Politicians see racial division as a handy political tool, presenting voters ideology of either you are one of us or against us...

Many academics see racial divisions as academic career building tools, they can present ideologies requiring you support racial identification or claim you object to human rights... despite so obvious contradictions.

Such tactics particularly effective where presented to people lacking good education, people with little wider world understanding and most importantly people who are earning so little income they can hardly escape the day to day worries of whether can feed, clothe and shelter their families near to equal the wider community standards as presented to all by media.

Few really want to live the "noble savage" life, and far to many confuse living standards as portrayed on TV as living standards of ordinary people in the real world.
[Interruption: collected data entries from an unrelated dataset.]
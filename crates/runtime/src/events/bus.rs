//! Topic-based event bus implementation.

use serde::{Deserialize, Serialize};
use std::collections::HashMap;
use std::sync::Arc;
use tokio::sync::broadcast;

use super::types::{DefeatEvent, LifecycleEvent, RoundEvent};

/// Topics for event routing
#[derive(Debug, Clone, Copy, Hash, Eq, PartialEq, Serialize, Deserialize)]
pub enum Topic {
    /// Resolved rounds and defeats
    Combat,
    /// Start, stop, auto-stop
    Lifecycle,
}

impl Topic {
    pub const ALL: [Topic; 2] = [Topic::Combat, Topic::Lifecycle];
}

/// Event wrapper that carries the topic and typed event
#[derive(Debug, Clone, Serialize, Deserialize)]
pub enum Event {
    Round(Box<RoundEvent>),
    Defeat(DefeatEvent),
    Lifecycle(LifecycleEvent),
}

impl Event {
    pub fn topic(&self) -> Topic {
        match self {
            Event::Round(_) | Event::Defeat(_) => Topic::Combat,
            Event::Lifecycle(_) => Topic::Lifecycle,
        }
    }
}

/// Topic-based event bus
///
/// Consumers subscribe to the topics they care about. Delivery is
/// best-effort: a publish with no subscribers is dropped, and lagging
/// receivers lose the oldest events.
pub struct EventBus {
    channels: Arc<HashMap<Topic, broadcast::Sender<Event>>>,
}

impl EventBus {
    pub const DEFAULT_CAPACITY: usize = 100;

    pub fn new() -> Self {
        Self::with_capacity(Self::DEFAULT_CAPACITY)
    }

    /// Creates a new event bus with specified capacity per topic
    pub fn with_capacity(capacity: usize) -> Self {
        let channels = Topic::ALL
            .into_iter()
            .map(|topic| (topic, broadcast::channel(capacity.max(1)).0))
            .collect();

        Self {
            channels: Arc::new(channels),
        }
    }

    /// Publish an event to its corresponding topic
    pub fn publish(&self, event: Event) {
        let topic = event.topic();
        if let Some(tx) = self.channels.get(&topic)
            && tx.send(event).is_err()
        {
            // No subscribers for this topic - this is normal, not an error
            tracing::trace!("No subscribers for topic {:?}", topic);
        }
    }

    /// Returns a receiver that will only receive events for `topic`.
    pub fn subscribe(&self, topic: Topic) -> broadcast::Receiver<Event> {
        match self.channels.get(&topic) {
            Some(tx) => tx.subscribe(),
            // Every topic is created in `with_capacity`.
            None => broadcast::channel(1).1,
        }
    }

    pub fn subscribe_multiple(
        &self,
        topics: &[Topic],
    ) -> HashMap<Topic, broadcast::Receiver<Event>> {
        topics
            .iter()
            .map(|&topic| (topic, self.subscribe(topic)))
            .collect()
    }
}

impl Clone for EventBus {
    fn clone(&self) -> Self {
        Self {
            channels: Arc::clone(&self.channels),
        }
    }
}

impl Default for EventBus {
    fn default() -> Self {
        Self::new()
    }
}

#[cfg(test)]
mod tests {
    use combat_core::CharacterId;

    use super::*;

    #[tokio::test]
    async fn events_are_routed_by_topic() {
        let bus = EventBus::with_capacity(8);
        let mut lifecycle = bus.subscribe(Topic::Lifecycle);
        let mut combat = bus.subscribe(Topic::Combat);

        bus.publish(Event::Lifecycle(LifecycleEvent::Stopped {
            character: CharacterId(4),
        }));

        match lifecycle.recv().await.unwrap() {
            Event::Lifecycle(event) => assert_eq!(event.character(), CharacterId(4)),
            other => panic!("unexpected event {other:?}"),
        }
        assert!(combat.try_recv().is_err());
    }

    #[test]
    fn publish_without_subscribers_is_dropped() {
        let bus = EventBus::new();
        bus.publish(Event::Lifecycle(LifecycleEvent::Stopped {
            character: CharacterId(1),
        }));
    }
}
//! Background workers owned by the runtime.
mod scheduler;

pub use scheduler::RoundScheduler;
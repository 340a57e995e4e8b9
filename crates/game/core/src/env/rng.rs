//! Deterministic random number generation for round resolution.
//!
//! Every random draw in a round (crit roll, target pick, drop rolls, spawn
//! rolls) goes through [`RandomSource`]. The production source is
//! [`RollStream`], which derives each draw from `(seed, round, character,
//! context)` with a stateless [`RngOracle`]; tests substitute scripted sources.
//!
//! # Determinism
//!
//! Given the same seed, round number and character, a [`RollStream`] yields
//! the same sequence of values, so a round can be replayed exactly.

/// RNG oracle for deterministic random number generation.
///
/// Implementations must be deterministic and produce the same values
/// given the same seed.
pub trait RngOracle: Send + Sync {
    /// Generate a random u32 value from a seed.
    fn next_u32(&self, seed: u64) -> u32;
}

/// PCG random number generator (Permuted Congruential Generator).
///
/// PCG-XSH-RR variant: 32-bit output from 64-bit state. Stateless here; the
/// caller supplies the state as the seed.
#[derive(Clone, Copy, Debug, Default)]
pub struct PcgRng;

impl PcgRng {
    const MULTIPLIER: u64 = 6364136223846793005;
    const INCREMENT: u64 = 1442695040888963407;

    #[inline]
    fn pcg_step(state: u64) -> u64 {
        state
            .wrapping_mul(Self::MULTIPLIER)
            .wrapping_add(Self::INCREMENT)
    }

    /// XSH-RR output permutation.
    #[inline]
    fn pcg_output(state: u64) -> u32 {
        let xorshifted = (((state >> 18) ^ state) >> 27) as u32;
        let rot = (state >> 59) as u32;
        xorshifted.rotate_right(rot)
    }
}

impl RngOracle for PcgRng {
    fn next_u32(&self, seed: u64) -> u32 {
        let state = Self::pcg_step(seed);
        Self::pcg_output(state)
    }
}

/// Compute a deterministic seed from round components.
///
/// * `base_seed` - Seed drawn by the runtime for this round
/// * `round` - Round number being resolved
/// * `character` - Character whose round this is
/// * `context` - Draw counter within the round
pub fn compute_seed(base_seed: u64, round: u64, character: u64, context: u32) -> u64 {
    // SplitMix64 / FxHash style mixing
    let mut hash = base_seed;

    hash ^= round.wrapping_mul(0x9e3779b97f4a7c15);
    hash ^= character.wrapping_mul(0x517cc1b727220a95);
    hash ^= (context as u64).wrapping_mul(0x85ebca6b);

    // Final avalanche step
    hash ^= hash >> 33;
    hash = hash.wrapping_mul(0xff51afd7ed558ccd);
    hash ^= hash >> 33;

    hash
}

/// Stateful source of random draws used by the roster and round processor.
pub trait RandomSource {
    /// Next raw 32-bit value.
    fn next_u32(&mut self) -> u32;

    /// Uniform value in `[0, bound)`; returns 0 when `bound` is 0.
    fn below(&mut self, bound: u32) -> u32 {
        if bound == 0 {
            return 0;
        }
        self.next_u32() % bound
    }

    /// Uniform value in `[min, max]` inclusive; returns `min` when `min >= max`.
    fn range(&mut self, min: i64, max: i64) -> i64 {
        if min >= max {
            return min;
        }
        let span = (max - min + 1).min(u32::MAX as i64) as u32;
        min + self.below(span) as i64
    }

    /// Percentage roll in `[0, 100)`.
    fn percent(&mut self) -> u32 {
        self.below(100)
    }

    /// Returns true with `chance_percent` probability.
    fn chance(&mut self, chance_percent: u32) -> bool {
        self.percent() < chance_percent
    }

    /// Fisher–Yates shuffle.
    fn shuffle<T>(&mut self, items: &mut [T])
    where
        Self: Sized,
    {
        for i in (1..items.len()).rev() {
            let j = self.below(i as u32 + 1) as usize;
            items.swap(i, j);
        }
    }
}

impl<S: RandomSource + ?Sized> RandomSource for &mut S {
    fn next_u32(&mut self) -> u32 {
        (**self).next_u32()
    }
}

/// Seeded stream of draws for one character's round.
#[derive(Clone, Debug)]
pub struct RollStream<R: RngOracle = PcgRng> {
    oracle: R,
    seed: u64,
    round: u64,
    character: u64,
    context: u32,
}

impl RollStream<PcgRng> {
    pub fn new(seed: u64, round: u64, character: u64) -> Self {
        Self::with_oracle(PcgRng, seed, round, character)
    }
}

impl<R: RngOracle> RollStream<R> {
    pub fn with_oracle(oracle: R, seed: u64, round: u64, character: u64) -> Self {
        Self {
            oracle,
            seed,
            round,
            character,
            context: 0,
        }
    }

    /// Number of values drawn so far.
    pub fn draws(&self) -> u32 {
        self.context
    }
}

impl<R: RngOracle> RandomSource for RollStream<R> {
    fn next_u32(&mut self) -> u32 {
        let seed = compute_seed(self.seed, self.round, self.character, self.context);
        self.context = self.context.wrapping_add(1);
        self.oracle.next_u32(seed)
    }
}
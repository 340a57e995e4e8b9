//! Simulation settings read from the environment.

use std::env;
use std::path::PathBuf;

use combat_core::{CharacterId, DifficultyTier, MapId, SkillId};

#[derive(Clone, Debug)]
pub struct SimConfig {
    pub character: CharacterId,
    pub map: MapId,
    pub difficulty: DifficultyTier,
    /// Skill priority list for the ticker.
    pub skills: Vec<SkillId>,
    /// Rounds to watch before stopping.
    pub rounds: u64,
    /// Content directory; the bundled data set when unset.
    pub content_dir: Option<PathBuf>,
    pub log_dir: Option<PathBuf>,
    pub auto_potions: bool,
}

impl Default for SimConfig {
    fn default() -> Self {
        Self {
            character: CharacterId(1),
            map: MapId(1),
            difficulty: DifficultyTier::Normal,
            skills: vec![SkillId(1), SkillId(2)],
            rounds: 20,
            content_dir: None,
            log_dir: None,
            auto_potions: true,
        }
    }
}

impl SimConfig {
    pub fn from_env() -> Self {
        let mut config = Self::default();

        if let Some(id) = read_env::<u64>("SIM_CHARACTER_ID") {
            config.character = CharacterId(id);
        }
        if let Some(id) = read_env::<u32>("SIM_MAP_ID") {
            config.map = MapId(id);
        }
        if let Some(tier) = read_env::<DifficultyTier>("SIM_DIFFICULTY") {
            config.difficulty = tier;
        }
        if let Ok(raw) = env::var("SIM_SKILLS") {
            config.skills = raw
                .split(',')
                .filter_map(|id| id.trim().parse().ok())
                .map(SkillId)
                .collect();
        }
        if let Some(rounds) = read_env::<u64>("SIM_ROUNDS") {
            config.rounds = rounds.max(1);
        }
        if let Some(auto) = read_env_bool("SIM_AUTO_POTIONS") {
            config.auto_potions = auto;
        }
        config.content_dir = read_env::<PathBuf>("COMBAT_CONTENT_DIR");
        config.log_dir = read_env::<PathBuf>("SIM_LOG_DIR");

        config
    }
}

fn read_env<T>(key: &str) -> Option<T>
where
    T: std::str::FromStr,
{
    env::var(key).ok()?.parse().ok()
}

fn read_env_bool(key: &str) -> Option<bool> {
    match env::var(key).ok()?.to_lowercase().as_str() {
        "true" | "1" | "yes" | "on" => Some(true),
        "false" | "0" | "no" | "off" => Some(false),
        _ => None,
    }
}
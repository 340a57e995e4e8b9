use std::collections::HashMap;

use combat_core::{MonsterDefinition, MonsterId, MonsterOracle};

/// Monster catalog keyed by definition id.
#[derive(Debug, Clone, Default)]
pub struct MonsterOracleImpl {
    monsters: HashMap<MonsterId, MonsterDefinition>,
}

impl MonsterOracleImpl {
    pub fn new(monsters: impl IntoIterator<Item = MonsterDefinition>) -> Self {
        Self {
            monsters: monsters.into_iter().map(|m| (m.id, m)).collect(),
        }
    }

    pub fn len(&self) -> usize {
        self.monsters.len()
    }

    pub fn is_empty(&self) -> bool {
        self.monsters.is_empty()
    }
}

impl MonsterOracle for MonsterOracleImpl {
    fn monster(&self, id: MonsterId) -> Option<MonsterDefinition> {
        self.monsters.get(&id).cloned()
    }
}
//! Persistence for characters, inventory, sessions and combat logs.
//!
//! The round engine computes every write up front; a store only has to apply
//! a [`RoundCommit`] atomically and honour its conditional decrements.
mod error;
mod file;
mod memory;
mod state;
mod types;

pub use error::{RepositoryError, Result};
pub use file::FileCombatStore;
pub use memory::InMemoryCombatStore;
pub use state::DEFAULT_LOG_RETENTION;
pub use types::{
    CharacterRecord, CombatLog, CombatLogEntry, CommittedLogs, InventoryDecrement, InventoryItem, ItemKind,
    KnownSkill, LogId, LogKind, RoundCommit,
};

use combat_core::{CharacterId, CombatSession, MapId};

/// Storage consumed by the combat orchestrator.
///
/// Calls are synchronous and short; the orchestrator serialises access per
/// character, so implementations only need to be internally consistent.
pub trait CombatStore: Send + Sync {
    fn character(&self, id: CharacterId) -> Result<Option<CharacterRecord>>;

    fn upsert_character(&self, record: CharacterRecord) -> Result<()>;

    fn set_current_map(&self, id: CharacterId, map: Option<MapId>) -> Result<()>;

    fn inventory(&self, id: CharacterId) -> Result<Vec<InventoryItem>>;

    fn grant_item(&self, id: CharacterId, item: InventoryItem) -> Result<()>;

    fn session(&self, id: CharacterId) -> Result<Option<CombatSession>>;

    fn save_session(&self, session: &CombatSession) -> Result<()>;

    /// Applies all of `commit` or none of it.
    fn commit(&self, commit: RoundCommit) -> Result<CommittedLogs>;

    /// Most recent log entries for a character, newest first.
    fn logs(&self, id: CharacterId, limit: usize) -> Result<Vec<CombatLogEntry>>;
}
Even with a good education the social pressure such approaches place upon individuals is extreme...

eg "Do you want to live with your family or not ? IF you want to live with your family you must join us... "

Many people who previously opposed racial laws and behaviour usually muffled into silence after surrendering to accusation "you are not one of us..."

As parents we all provide family models for our children, problem is parental models usually based upon memories, experience, learning from our growing up more than our understanding and seeing what is needed for ourselves and our children next year... People who survived on subsistance lifestyles need see value from efforts to plant, to cultivate, to grow, to harvest.

R0bert asked how we can move forward, certainly unlikely advance far whilst people encouraged to see problems as related to racial groupings and discouraged from seeing problems as problems common to people everywhere.

Until people concentrate on the problems without racial grouping they are part of the problem not the solution.